Et puis ces chiffres, je crois qu'il est important aussi qu'ils puissent être récents , car si l'on veut être efficaces, il faut être davantage réactif, en particulier au niveau des politiques locales. Je sais qu'il n'est pas facile d'avoir des chiffres consolidés récents, que ce n'est pas possible ni souhaitable pour tous les indicateurs, mais est-ce qu'il ne faudrait pas avoir un indicateur simple qui puisse être extrêmement réactif ? Avoir un suivi continu des indicateurs de la pauvreté permettrait d'augmenter la réactivité et de diminuer le temps entre l'observation et l'action publique.
Les chiffres sur la pauvreté, c'est effectivement une partie de votre travail. Je crois qu'il est important aussi que vous puissiez nous donner des pistes d'analyse pour identifier ce qui produit des ruptures dans les trajectoires des personnes . On le sait, quand on construit des politiques publiques, on a besoin de savoir ce qui, à un moment donné, va faire basculer des situations. Avoir accès à ce type d'analyse causale permet ainsi de mener des politiques de prévention . C'est pourquoi je suis très attachée à tout ce que l'on peut avoir comme données sur les enfants parce repérer les enfants en situation de pauvreté permet d'éviter qu'ils en souffrent, en renforçant leur accès aux soins et, par exemple, à une alimentation correcte. Il n'est pas tolérable que dans un pays comme la France, il y ait certaines pathologies chez les enfants qui soient plus fréquentes en fonction de la classe sociale des parents, simplement à cause d'une mauvaise alimentation par exemple, avec des répercussions sur la santé mais aussi sur la vie professionnelle, affective, familiale.

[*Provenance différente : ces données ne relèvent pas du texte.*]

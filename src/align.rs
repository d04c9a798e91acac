//! Similarity-transform alignment into object (real-world) coordinates, and
//! rigid rotation of a reconstruction about the origin (§4.6).
//!
//! The transform estimator is Umeyama's method, grounded on the host
//! workspace's `align_points` routine: centroid removal, a cross-covariance
//! SVD, and a determinant-sign check on `U . V^T` to reject reflections
//! (replaced here by a proper rotation whenever the naive SVD solution would
//! produce one).

use std::collections::BTreeSet;

use nalgebra::{Matrix3, Matrix3xX, Point3, Vector3};

use crate::bundle::PointDataBundle;
use crate::camera::CameraArray;
use crate::error::{CoreError, Result};
use crate::geometry::{Axis, RigidTransform};
use crate::points::WorldPointRow;

/// A similarity transform `target ~= scale * rotation * source + translation`.
#[derive(Debug, Clone, Copy)]
pub struct SimilarityTransform {
    pub scale: f64,
    pub rotation: Matrix3<f64>,
    pub translation: Vector3<f64>,
}

impl SimilarityTransform {
    pub fn apply(&self, p: &Point3<f64>) -> Point3<f64> {
        Point3::from(self.scale * (self.rotation * p.coords) + self.translation)
    }
}

/// Estimate the similarity transform taking `source` onto `target` via
/// Umeyama's algorithm, given point-for-point correspondences.
///
/// Rejects reflections: the returned `rotation` always has `det = +1`, never
/// `-1`, even when the raw least-squares solution would be a reflection.
pub fn estimate_similarity_transform(source: &[Point3<f64>], target: &[Point3<f64>]) -> Result<SimilarityTransform> {
    if source.len() != target.len() {
        return Err(CoreError::InvalidInput(
            "estimate_similarity_transform: source and target must have equal length",
        ));
    }
    let n = source.len();
    if n < 3 {
        return Err(CoreError::InsufficientData(
            "estimate_similarity_transform requires at least 3 correspondences",
        ));
    }

    let mut x = Matrix3xX::from_columns(&source.iter().map(|p| p.coords).collect::<Vec<_>>());
    let mut y = Matrix3xX::from_columns(&target.iter().map(|p| p.coords).collect::<Vec<_>>());

    let mu_x: Vector3<f64> = x.column_mean();
    let mu_y: Vector3<f64> = y.column_mean();
    for mut col in x.column_iter_mut() {
        col -= mu_x;
    }
    for mut col in y.column_iter_mut() {
        col -= mu_y;
    }

    let cov_xy = (&y * x.transpose()) / n as f64;
    let svd = nalgebra::linalg::SVD::try_new(cov_xy, true, true, 1e-7, 0).ok_or(CoreError::SvdFailed)?;
    let u = svd.u.ok_or(CoreError::SvdFailed)?;
    let d = svd.singular_values;
    let v_t = svd.v_t.ok_or(CoreError::SvdFailed)?;

    let mut s = Matrix3::identity();
    if u.determinant() * v_t.determinant() < 0.0 {
        s[(2, 2)] = -1.0;
    }

    let var_x: f64 = x.iter().map(|v| v * v).sum::<f64>() / n as f64;
    let scale = (Matrix3::from_diagonal(&d) * s).trace() / var_x;
    let rotation = u * s * v_t;
    let translation = mu_y - (rotation * mu_x) * scale;

    Ok(SimilarityTransform { scale, rotation, translation })
}

/// Apply `transform` to every world point, and to every posed camera's
/// extrinsics, so that projections under the new poses still match the
/// original 2D observations (§4.6 "world points and camera poses are
/// transformed together").
fn apply_similarity(array: &CameraArray<f64>, world_rows: &[WorldPointRow], transform: &SimilarityTransform) -> (CameraArray<f64>, Vec<WorldPointRow>) {
    let new_rows = world_rows
        .iter()
        .map(|row| WorldPointRow {
            sync_index: row.sync_index,
            point_id: row.point_id,
            coords: transform.apply(&row.coords),
        })
        .collect();

    let mut new_array = array.clone();
    for port in array.posed_ports() {
        let cam = array.camera(port).expect("posed_ports only returns known ports");
        let pose = cam.pose().expect("posed_ports only returns posed cameras");
        let center = pose.camera_center();
        let new_center = transform.apply(&center);
        let new_rotation_matrix = pose.rotation_matrix() * transform.rotation.transpose();
        let new_pose = RigidTransform::from_rotation_matrix_center(&new_rotation_matrix, &new_center);
        new_array = new_array
            .with_pose(port, new_pose)
            .expect("port came from this array's own posed_ports");
    }
    (new_array, new_rows)
}

/// Estimate the world-to-object similarity transform from the points at
/// `sync_index` whose `obj_loc` is known, then apply it to every world point
/// and every posed camera in `bundle`.
pub fn align_to_object(bundle: &PointDataBundle, sync_index: u64) -> Result<PointDataBundle> {
    let mut seen_point_ids = BTreeSet::new();
    let mut source = Vec::new();
    let mut target = Vec::new();
    for row in bundle.image_points().by_sync_index(sync_index) {
        let Some(obj) = row.obj_loc else { continue };
        if !seen_point_ids.insert(row.point_id) {
            continue;
        }
        let Some(idx) = bundle.world_points().index_of(sync_index, row.point_id) else {
            continue;
        };
        source.push(bundle.world_points().rows()[idx].coords);
        target.push(obj);
    }

    let transform = estimate_similarity_transform(&source, &target)?;
    tracing::info!(sync_index, scale = transform.scale, "align_to_object: estimated similarity transform");

    let (new_array, new_rows) = apply_similarity(bundle.array(), bundle.world_points().rows(), &transform);
    PointDataBundle::new(new_array, bundle.image_points().clone(), new_rows)
}

/// Rotate a whole reconstruction -- every world point and every posed
/// camera -- by `degrees` around `axis`, about the origin.
pub fn rotate(bundle: &PointDataBundle, axis: Axis, degrees: f64) -> Result<PointDataBundle> {
    let transform = SimilarityTransform {
        scale: 1.0,
        rotation: crate::geometry::axis_rotation::<f64>(axis, degrees).rotation_matrix(),
        translation: Vector3::zeros(),
    };
    let (new_array, new_rows) = apply_similarity(bundle.array(), bundle.world_points().rows(), &transform);
    PointDataBundle::new(new_array, bundle.image_points().clone(), new_rows)
}

#[cfg(test)]
mod tests {
    use super::*;
    use approx::assert_relative_eq;
    use nalgebra::UnitQuaternion;

    #[test]
    fn test_estimate_similarity_transform_recovers_known_transform() {
        let rotation = *UnitQuaternion::from_euler_angles(0.1, -0.2, 0.3).to_rotation_matrix().matrix();
        let translation = Vector3::new(1.0, 2.0, -3.0);
        let scale = 2.5;

        let source = vec![
            Point3::new(0.0, 0.0, 0.0),
            Point3::new(1.0, 0.0, 0.0),
            Point3::new(0.0, 1.0, 0.0),
            Point3::new(0.0, 0.0, 1.0),
            Point3::new(1.0, 1.0, 1.0),
        ];
        let target: Vec<Point3<f64>> = source
            .iter()
            .map(|p| Point3::from(scale * (rotation * p.coords) + translation))
            .collect();

        let transform = estimate_similarity_transform(&source, &target).unwrap();
        assert_relative_eq!(transform.scale, scale, epsilon = 1e-8);
        assert_relative_eq!(transform.rotation, rotation, epsilon = 1e-8);
        assert_relative_eq!(transform.translation, translation, epsilon = 1e-8);
        assert_relative_eq!(transform.rotation.determinant(), 1.0, epsilon = 1e-10);
    }

    #[test]
    fn test_estimate_similarity_transform_rejects_mismatched_lengths() {
        let err = estimate_similarity_transform(&[Point3::origin(); 3], &[Point3::origin(); 2]).unwrap_err();
        assert!(matches!(err, CoreError::InvalidInput(_)));
    }
}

C'est pour cela que la prévention est extrêmement importante. Les enfants pauvres ne doivent pas garder des séquelles de la pauvreté. C'est l'une des tâches à laquelle je compte m'atteler, de façon très tenace.
Vous le voyez, la mission est immense, mais elle est passionnante.

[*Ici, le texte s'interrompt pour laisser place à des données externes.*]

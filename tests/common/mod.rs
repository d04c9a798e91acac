//! Shared fixtures for the crate-level scenario tests in `tests/`.

use caliscope_core::{Camera, CameraArray, ImagePointRow, ImagePoints, RigidTransform, WorldPointRow, WorldPoints};
use nalgebra::{Matrix3, Point3, Vector3};
use std::collections::BTreeMap;

pub fn pinhole_intrinsics() -> Matrix3<f64> {
    Matrix3::new(800.0, 0.0, 320.0, 0.0, 800.0, 240.0, 0.0, 0.0, 1.0)
}

/// Eight unit-cube corners centered at the origin.
pub fn cube_corners() -> Vec<Point3<f64>> {
    let mut pts = Vec::new();
    for &x in &[-0.5, 0.5] {
        for &y in &[-0.5, 0.5] {
            for &z in &[-0.5, 0.5] {
                pts.push(Point3::new(x, y, z));
            }
        }
    }
    pts
}

/// A planar calibration-board-like grid of points in the `z == 0` plane,
/// spaced 100mm apart, suitable for both PnP-style bootstrap and scale
/// accuracy checks.
pub fn board_points_mm() -> Vec<Point3<f64>> {
    let mut pts = Vec::new();
    for row in 0..3 {
        for col in 0..4 {
            pts.push(Point3::new(col as f64 * 100.0, row as f64 * 100.0, 0.0));
        }
    }
    pts
}

/// Two posed cameras a few hundred mm apart, both looking roughly down +z
/// at a board several meters away.
pub fn two_camera_array(baseline_mm: f64) -> CameraArray<f64> {
    let intrinsics = pinhole_intrinsics();
    let pose_a = RigidTransform::from_rodrigues(&Vector3::new(0.0, 0.0, 0.0), &Vector3::new(0.0, 0.0, 2000.0));
    let pose_b = RigidTransform::from_rodrigues(
        &Vector3::new(0.0, 0.12, 0.0),
        &Vector3::new(baseline_mm, 0.0, 2000.0),
    );
    let mut cameras = BTreeMap::new();
    cameras.insert(0, Camera::new(0, 1280, 960, intrinsics, None, 0).unwrap().with_pose(pose_a));
    cameras.insert(1, Camera::new(1, 1280, 960, intrinsics, None, 0).unwrap().with_pose(pose_b));
    CameraArray::new(cameras).unwrap()
}

/// Project `points` (one `sync_index`) through every posed camera in
/// `array`, producing matched `ImagePoints` + `WorldPoints`. `obj_locs`, if
/// given, is attached row-for-row to every produced `ImagePointRow`.
pub fn project_bundle_inputs(
    array: &CameraArray<f64>,
    points: &[Point3<f64>],
    sync_index: u64,
    obj_locs: Option<&[Point3<f64>]>,
) -> (ImagePoints, WorldPoints) {
    let mut image_rows = Vec::new();
    let mut world_rows = Vec::new();
    for (pid, p) in points.iter().enumerate() {
        world_rows.push(WorldPointRow {
            sync_index,
            point_id: pid as i64,
            coords: *p,
        });
        for port in array.posed_ports() {
            let cam = array.camera(port).unwrap();
            if let Some(pixel) = cam.project_point(p) {
                image_rows.push(ImagePointRow {
                    sync_index,
                    port,
                    point_id: pid as i64,
                    img_loc: pixel,
                    obj_loc: obj_locs.map(|locs| locs[pid]),
                });
            }
        }
    }
    (ImagePoints::new(image_rows).unwrap(), WorldPoints::new(world_rows).unwrap())
}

Et pour l'accomplir j'ai besoin de vous, de votre travail, de votre motivation, j'ai besoin de vos idées, j'ai besoin de toute l'innovation dont vous êtes capables, j'ai besoin de votre expertise parce que c'est grâce à tout ce que vous saurez produire ensemble que nous pourrons finalement faire émerger de nouvelles politiques publiques de lutte contre la pauvreté.
Je vous souhaite donc une excellente journée, de travail et d'échanges et je vous dis à très bientôt.
Merci de vos efforts et de votre travail.